Post by Zack Fradella on Dec 5, 2017 18:42:02 GMT -6
As is always the case with our winter weather events, how much dynamic cooling occurs during the precipitation will be key?
The NAM goes crazy with snow because it cools the atmosphere off so much in the heaviest precipitation.
The GFS is the exact opposite and doesn't cool much at all. Raw numbers from the GFS are below, the right two numbers are those important atmospheric levels that need to be at or below freezing for snow. No issue there. The precip is still falling according to the GFS at that time. Then look at the boundary layer temp, mid 40's? That will melt any snow. BUT look at your dew point, near freezing. If rain is falling, the temperature will have to dynamically cool closer to the dew point. "Wet bulbing" The GFS doesn't make sense because it has rain falling and temp struggling to fall much.

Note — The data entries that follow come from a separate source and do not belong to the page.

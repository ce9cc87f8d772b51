use axum::{
    body::Bytes,
    extract::State,
    response::Json,
    routing::{get, post},
    Router,
};
use serde_json::{json, Value};
use tracing::{info, warn};

use super::tools::{all_tools, ToolCallResult, ToolList, TOOL_NAME};
use super::SharedState;
use crate::error::ThoughtError;
use crate::thinking::ErrorReport;

/// Build the HTTP router for the tool endpoints
pub fn router(state: SharedState) -> Router {
    Router::new()
        .route("/health", get(health))
        .route("/tools", get(list_tools))
        .route(&format!("/tools/{}", TOOL_NAME), post(call_sequential_thinking))
        .with_state(state)
}

/// Handle `GET /tools`
async fn list_tools() -> Json<ToolList> {
    info!("Handling tools list request");
    Json(ToolList { tools: all_tools() })
}

/// Handle `POST /tools/sequentialthinking`.
///
/// Always answers 200; failures travel inside the envelope.
async fn call_sequential_thinking(
    State(state): State<SharedState>,
    body: Bytes,
) -> Json<ToolCallResult> {
    info!(tool = %TOOL_NAME, "Handling tool call");

    let outcome = match serde_json::from_slice::<Value>(&body) {
        Ok(payload) => state.process_thought(&payload).await,
        Err(e) => {
            warn!(error = %e, "Tool call body is not valid JSON");
            Err(ErrorReport::from(ThoughtError::MalformedBody {
                message: e.to_string(),
            }))
        }
    };

    Json(ToolCallResult::from_outcome(&outcome))
}

/// Handle `GET /health`
async fn health(State(state): State<SharedState>) -> Json<Value> {
    let history_length = state.log.lock().await.len();
    Json(json!({
        "status": "ok",
        "version": env!("CARGO_PKG_VERSION"),
        "thought_history_length": history_length,
    }))
}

No, I'm not jumping on the NAM train but we have some interesting model runs coming. I want to see more precipitation than what is being shown and colder temps before I feel comfortable in saying the S word.
Post by Randy - Brandon, MS on Dec 5, 2017 21:39:56 GMT -6
TropicalTidbits added a really helpful feature to the NAM and GFS... The total positive snow depth change is likely more realistic than the total snow accumulation. The total positive snow depth change takes more things into consideration rather than just the presumed 10:1 snow to liquid ratio accumlation maps.
Post by Randy - Brandon, MS on Dec 5, 2017 22:15:13 GMT -6
The CMC likes a slightly higher latitude for the Gulf disturbance, and that’s making a difference. It looks wetter than the NAM, but that’s probably because of the lower resolution. The GFS still hates all of us.